(Stored items)

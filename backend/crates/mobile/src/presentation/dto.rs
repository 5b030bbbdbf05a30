//! API DTOs (Data Transfer Objects)
//!
//! Request bodies have already passed the route's validation gate, so the
//! field types here only need to accept what the gate accepts.

use chrono::{DateTime, NaiveDate, NaiveTime, Utc};
use kernel::validation::lenient;
use serde::{Deserialize, Serialize};

use crate::application::{
    CalendarEventInput, CalendarListInput, CircleTypeInput, ExpenseInput, ExpenseListInput,
    GalleryItemInput, GalleryListInput,
};
use crate::domain::{CalendarEvent, CircleType, Expense, GalleryItem};

/// `HH:MM`, matching what the API accepts
fn format_time(time: NaiveTime) -> String {
    time.format("%H:%M").to_string()
}

// ============================================================================
// Pagination
// ============================================================================

/// `?limit=&offset=`
#[derive(Debug, Clone, Default, Deserialize)]
pub struct PageQuery {
    pub limit: Option<i64>,
    pub offset: Option<i64>,
}

// ============================================================================
// Calendar
// ============================================================================

/// Calendar event create / replace request
#[derive(Debug, Clone, Deserialize)]
#[serde(rename_all = "camelCase")]
pub struct CalendarEventRequest {
    pub title: String,
    pub date: String,
    #[serde(default)]
    pub start_time: Option<String>,
    #[serde(default)]
    pub end_time: Option<String>,
    #[serde(default, deserialize_with = "lenient::optional_boolean")]
    pub all_day: Option<bool>,
    #[serde(default)]
    pub location: Option<String>,
    #[serde(default)]
    pub description: Option<String>,
    /// Minutes before the event
    #[serde(default, deserialize_with = "lenient::optional_integer_list")]
    pub reminders: Option<Vec<i64>>,
}

impl From<CalendarEventRequest> for CalendarEventInput {
    fn from(req: CalendarEventRequest) -> Self {
        Self {
            title: req.title,
            date: req.date,
            start_time: req.start_time,
            end_time: req.end_time,
            all_day: req.all_day.unwrap_or(false),
            location: req.location,
            description: req.description,
            reminders: req.reminders.unwrap_or_default(),
        }
    }
}

/// `GET /calendar` query
#[derive(Debug, Clone, Default, Deserialize)]
pub struct CalendarQuery {
    pub from: Option<String>,
    pub to: Option<String>,
    pub limit: Option<i64>,
    pub offset: Option<i64>,
}

impl From<CalendarQuery> for CalendarListInput {
    fn from(query: CalendarQuery) -> Self {
        Self {
            from: query.from,
            to: query.to,
            limit: query.limit,
            offset: query.offset,
        }
    }
}

/// Calendar event response
#[derive(Debug, Clone, Serialize)]
#[serde(rename_all = "camelCase")]
pub struct CalendarEventResponse {
    pub id: i64,
    pub title: String,
    pub date: NaiveDate,
    pub start_time: Option<String>,
    pub end_time: Option<String>,
    pub all_day: bool,
    pub location: Option<String>,
    pub description: Option<String>,
    pub reminders: Vec<i32>,
    pub created_at: DateTime<Utc>,
    pub updated_at: DateTime<Utc>,
}

impl From<CalendarEvent> for CalendarEventResponse {
    fn from(event: CalendarEvent) -> Self {
        Self {
            id: event.id.get(),
            title: event.title,
            date: event.date,
            start_time: event.schedule.start().map(format_time),
            end_time: event.schedule.end().map(format_time),
            all_day: event.schedule.is_all_day(),
            location: event.location,
            description: event.description,
            reminders: event.reminders.as_slice().to_vec(),
            created_at: event.created_at,
            updated_at: event.updated_at,
        }
    }
}

// ============================================================================
// Circle Types
// ============================================================================

/// Circle type create / replace request
#[derive(Debug, Clone, Deserialize)]
#[serde(rename_all = "camelCase")]
pub struct CircleTypeRequest {
    pub name: String,
    #[serde(default)]
    pub description: Option<String>,
    #[serde(default, deserialize_with = "lenient::optional_integer")]
    pub max_members: Option<i64>,
}

impl From<CircleTypeRequest> for CircleTypeInput {
    fn from(req: CircleTypeRequest) -> Self {
        Self {
            name: req.name,
            description: req.description,
            max_members: req.max_members,
        }
    }
}

/// Circle type response
#[derive(Debug, Clone, Serialize)]
#[serde(rename_all = "camelCase")]
pub struct CircleTypeResponse {
    pub id: i64,
    pub name: String,
    pub description: Option<String>,
    pub max_members: Option<i32>,
    pub created_at: DateTime<Utc>,
    pub updated_at: DateTime<Utc>,
}

impl From<CircleType> for CircleTypeResponse {
    fn from(circle_type: CircleType) -> Self {
        Self {
            id: circle_type.id.get(),
            name: circle_type.name.to_string(),
            description: circle_type.description,
            max_members: circle_type.max_members,
            created_at: circle_type.created_at,
            updated_at: circle_type.updated_at,
        }
    }
}

// ============================================================================
// Expenses
// ============================================================================

/// Expense create / replace request
#[derive(Debug, Clone, Deserialize)]
#[serde(rename_all = "camelCase")]
pub struct ExpenseRequest {
    pub title: String,
    /// Number or numeric string; kept as text until parsed into money
    #[serde(deserialize_with = "lenient::decimal_text")]
    pub amount: String,
    #[serde(default)]
    pub currency: Option<String>,
    pub category: String,
    pub spent_on: String,
    #[serde(default)]
    pub paid_by: Option<String>,
    #[serde(default)]
    pub note: Option<String>,
}

impl From<ExpenseRequest> for ExpenseInput {
    fn from(req: ExpenseRequest) -> Self {
        Self {
            title: req.title,
            amount: req.amount,
            currency: req.currency,
            category: req.category,
            spent_on: req.spent_on,
            paid_by: req.paid_by,
            note: req.note,
        }
    }
}

/// `GET /expenses` query
#[derive(Debug, Clone, Default, Deserialize)]
pub struct ExpenseQuery {
    pub category: Option<String>,
    pub from: Option<String>,
    pub to: Option<String>,
    pub amount: Option<String>,
    pub limit: Option<i64>,
    pub offset: Option<i64>,
}

impl From<ExpenseQuery> for ExpenseListInput {
    fn from(query: ExpenseQuery) -> Self {
        Self {
            category: query.category,
            from: query.from,
            to: query.to,
            amount: query.amount,
            limit: query.limit,
            offset: query.offset,
        }
    }
}

/// Expense response
#[derive(Debug, Clone, Serialize)]
#[serde(rename_all = "camelCase")]
pub struct ExpenseResponse {
    pub id: i64,
    pub title: String,
    /// Decimal text, e.g. `"12.50"`
    pub amount: String,
    pub amount_minor: i64,
    pub currency: String,
    pub category: &'static str,
    pub spent_on: NaiveDate,
    pub paid_by: Option<String>,
    pub note: Option<String>,
    pub created_at: DateTime<Utc>,
    pub updated_at: DateTime<Utc>,
}

impl From<Expense> for ExpenseResponse {
    fn from(expense: Expense) -> Self {
        Self {
            id: expense.id.get(),
            title: expense.title,
            amount: expense.amount.to_string(),
            amount_minor: expense.amount.minor_units(),
            currency: expense.currency.as_str().to_string(),
            category: expense.category.code(),
            spent_on: expense.spent_on,
            paid_by: expense.paid_by,
            note: expense.note,
            created_at: expense.created_at,
            updated_at: expense.updated_at,
        }
    }
}

// ============================================================================
// Gallery
// ============================================================================

/// Gallery item create / replace request
#[derive(Debug, Clone, Deserialize)]
#[serde(rename_all = "camelCase")]
pub struct GalleryItemRequest {
    pub media_url: String,
    pub media_kind: String,
    #[serde(default)]
    pub caption: Option<String>,
    #[serde(default)]
    pub album: Option<String>,
    #[serde(default)]
    pub taken_on: Option<String>,
}

impl From<GalleryItemRequest> for GalleryItemInput {
    fn from(req: GalleryItemRequest) -> Self {
        Self {
            media_url: req.media_url,
            media_kind: req.media_kind,
            caption: req.caption,
            album: req.album,
            taken_on: req.taken_on,
        }
    }
}

/// `GET /gallery` query
#[derive(Debug, Clone, Default, Deserialize)]
#[serde(rename_all = "camelCase")]
pub struct GalleryQuery {
    pub album: Option<String>,
    pub media_kind: Option<String>,
    pub limit: Option<i64>,
    pub offset: Option<i64>,
}

impl From<GalleryQuery> for GalleryListInput {
    fn from(query: GalleryQuery) -> Self {
        Self {
            album: query.album,
            media_kind: query.media_kind,
            limit: query.limit,
            offset: query.offset,
        }
    }
}

/// Gallery item response
#[derive(Debug, Clone, Serialize)]
#[serde(rename_all = "camelCase")]
pub struct GalleryItemResponse {
    pub id: i64,
    pub media_url: String,
    pub media_kind: &'static str,
    pub caption: Option<String>,
    pub album: Option<String>,
    pub taken_on: Option<NaiveDate>,
    pub created_at: DateTime<Utc>,
    pub updated_at: DateTime<Utc>,
}

impl From<GalleryItem> for GalleryItemResponse {
    fn from(item: GalleryItem) -> Self {
        Self {
            id: item.id.get(),
            media_url: item.media_url.as_str().to_string(),
            media_kind: item.media_kind.code(),
            caption: item.caption,
            album: item.album,
            taken_on: item.taken_on,
            created_at: item.created_at,
            updated_at: item.updated_at,
        }
    }
}

// ============================================================================
// Health
// ============================================================================

/// Health check response
#[derive(Debug, Clone, Serialize)]
pub struct HealthResponse {
    pub status: &'static str,
    pub database: &'static str,
}

#[cfg(test)]
mod tests {
    use super::*;
    use crate::domain::value_objects::{EventSchedule, ExpenseCategory, Money, Reminders};
    use chrono::TimeZone;
    use kernel::id::Id;

    fn timestamp() -> DateTime<Utc> {
        Utc.with_ymd_and_hms(2025, 3, 1, 9, 0, 0).unwrap()
    }

    #[test]
    fn test_calendar_request_is_camel_case_and_lenient() {
        let req: CalendarEventRequest = serde_json::from_str(
            r#"{"title":"Dentist","date":"2025-03-04","startTime":"09:30","allDay":"false","reminders":["15",60]}"#,
        )
        .unwrap();

        let input = CalendarEventInput::from(req);
        assert_eq!(input.start_time.as_deref(), Some("09:30"));
        assert!(!input.all_day);
        assert_eq!(input.reminders, vec![15, 60]);
    }

    #[test]
    fn test_calendar_request_defaults() {
        let req: CalendarEventRequest =
            serde_json::from_str(r#"{"title":"Picnic","date":"2025-06-01"}"#).unwrap();

        let input = CalendarEventInput::from(req);
        assert!(!input.all_day);
        assert!(input.reminders.is_empty());
        assert!(input.end_time.is_none());
    }

    #[test]
    fn test_expense_request_amount_accepts_number_or_text() {
        let from_number: ExpenseRequest = serde_json::from_str(
            r#"{"title":"Milk","amount":12.5,"category":"groceries","spentOn":"2025-03-01"}"#,
        )
        .unwrap();
        assert_eq!(from_number.amount, "12.5");

        let from_text: ExpenseRequest = serde_json::from_str(
            r#"{"title":"Milk","amount":"12.50","category":"groceries","spentOn":"2025-03-01","paidBy":"Sam"}"#,
        )
        .unwrap();
        assert_eq!(from_text.amount, "12.50");
        assert_eq!(from_text.paid_by.as_deref(), Some("Sam"));
    }

    #[test]
    fn test_calendar_response_casing_and_times() {
        let event = CalendarEvent {
            id: Id::from_db(7),
            title: "Dentist".to_string(),
            date: NaiveDate::from_ymd_opt(2025, 3, 4).unwrap(),
            schedule: EventSchedule::Timed {
                start: NaiveTime::from_hms_opt(9, 30, 0),
                end: None,
            },
            location: None,
            description: None,
            reminders: Reminders::from_db(vec![60, 15]),
            created_at: timestamp(),
            updated_at: timestamp(),
        };

        let json = serde_json::to_value(CalendarEventResponse::from(event)).unwrap();
        assert_eq!(json["id"], 7);
        assert_eq!(json["date"], "2025-03-04");
        assert_eq!(json["startTime"], "09:30");
        assert!(json["endTime"].is_null());
        assert_eq!(json["allDay"], false);
        assert_eq!(json["reminders"], serde_json::json!([15, 60]));
        assert!(json.get("createdAt").is_some());
    }

    #[test]
    fn test_expense_response_amount_forms() {
        let expense = Expense {
            id: Id::from_db(3),
            title: "Bus pass".to_string(),
            amount: Money::from_minor_units(1250).unwrap(),
            currency: crate::domain::value_objects::Currency::new("EUR").unwrap(),
            category: ExpenseCategory::Transport,
            spent_on: NaiveDate::from_ymd_opt(2025, 2, 28).unwrap(),
            paid_by: None,
            note: None,
            created_at: timestamp(),
            updated_at: timestamp(),
        };

        let json = serde_json::to_value(ExpenseResponse::from(expense)).unwrap();
        assert_eq!(json["amount"], "12.50");
        assert_eq!(json["amountMinor"], 1250);
        assert_eq!(json["currency"], "EUR");
        assert_eq!(json["category"], "transport");
        assert_eq!(json["spentOn"], "2025-02-28");
    }
}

**The problem**:
The line containing "impl From<CalendarEventRequest> for" marks the end: copy exactly every line from the top of the data above down to it, that line included.

**Reply**:
filename backend/crates/mobile/src/presentation/dto.rs
repository 5b030bbbdbf05a30
//! API DTOs (Data Transfer Objects)
//!
//! Request bodies have already passed the route's validation gate, so the
//! field types here only need to accept what the gate accepts.

use chrono::{DateTime, NaiveDate, NaiveTime, Utc};
use kernel::validation::lenient;
use serde::{Deserialize, Serialize};

use crate::application::{
    CalendarEventInput, CalendarListInput, CircleTypeInput, ExpenseInput, ExpenseListInput,
    GalleryItemInput, GalleryListInput,
};
use crate::domain::{CalendarEvent, CircleType, Expense, GalleryItem};

/// `HH:MM`, matching what the API accepts
fn format_time(time: NaiveTime) -> String {
    time.format("%H:%M").to_string()
}

// ============================================================================
// Pagination
// ============================================================================

/// `?limit=&offset=`
#[derive(Debug, Clone, Default, Deserialize)]
pub struct PageQuery {
    pub limit: Option<i64>,
    pub offset: Option<i64>,
}

// ============================================================================
// Calendar
// ============================================================================

/// Calendar event create / replace request
#[derive(Debug, Clone, Deserialize)]
#[serde(rename_all = "camelCase")]
pub struct CalendarEventRequest {
    pub title: String,
    pub date: String,
    #[serde(default)]
    pub start_time: Option<String>,
    #[serde(default)]
    pub end_time: Option<String>,
    #[serde(default, deserialize_with = "lenient::optional_boolean")]
    pub all_day: Option<bool>,
    #[serde(default)]
    pub location: Option<String>,
    #[serde(default)]
    pub description: Option<String>,
    /// Minutes before the event
    #[serde(default, deserialize_with = "lenient::optional_integer_list")]
    pub reminders: Option<Vec<i64>>,
}

impl From<CalendarEventRequest> for CalendarEventInput {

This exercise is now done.